PROBLEM REQUIREMENTS -> Would you return exactly the lines running from the one with "Arguments that start" to the bottom of the listing below, and no others?

DATASET ->

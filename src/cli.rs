use std::ffi::OsString;
use std::path::PathBuf;

use clap::{CommandFactory, Parser};

use crate::angle::{Angle, Request};
use crate::config::{Config, DEFAULT_PID_FILE, DEFAULT_PIN};

/// Hold a servo at an angle with software PWM.
///
/// A new invocation replaces the running one. A negative angle stops the
/// running servo without starting a new one.
#[derive(Debug, Parser)]
#[command(name = "bx1-servo", version)]
pub struct Args {
    /// Target angle in degrees (decimal, 0x hex or 0 octal); wraps at 180
    #[arg(allow_negative_numbers = true)]
    pub angle: String,

    /// GPIO line the servo signal is wired to
    #[arg(long, env = "SERVO_GPIO_PIN", default_value_t = DEFAULT_PIN)]
    pub pin: u8,

    /// Where the pid of the running worker is kept
    #[arg(long, env = "SERVO_PID_FILE", default_value = DEFAULT_PID_FILE)]
    pub pid_file: PathBuf,

    /// Run the pulse train in this process
    #[arg(long, hide = true)]
    pub worker: bool,
}

impl Args {
    pub fn config(&self) -> Config {
        Config {
            pin: self.pin,
            pid_file: self.pid_file.clone(),
        }
    }

    pub fn request(&self) -> Request {
        Request::parse(&self.angle)
    }

    pub fn usage() -> String {
        Self::command().render_usage().to_string()
    }
}

/// Arguments that start the detached worker for `angle`.
pub fn worker_args(config: &Config, angle: Angle) -> Vec<OsString> {
    vec![
        "--worker".into(),
        "--pin".into(),
        config.pin.to_string().into(),
        "--pid-file".into(),
        config.pid_file.clone().into_os_string(),
        angle.degrees().to_string().into(),
    ]
}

ANSWER AREA ->
/// Arguments that start the detached worker for `angle`.
pub fn worker_args(config: &Config, angle: Angle) -> Vec<OsString> {
    vec![
        "--worker".into(),
        "--pin".into(),
        config.pin.to_string().into(),
        "--pid-file".into(),
        config.pid_file.clone().into_os_string(),
        angle.degrees().to_string().into(),
    ]
}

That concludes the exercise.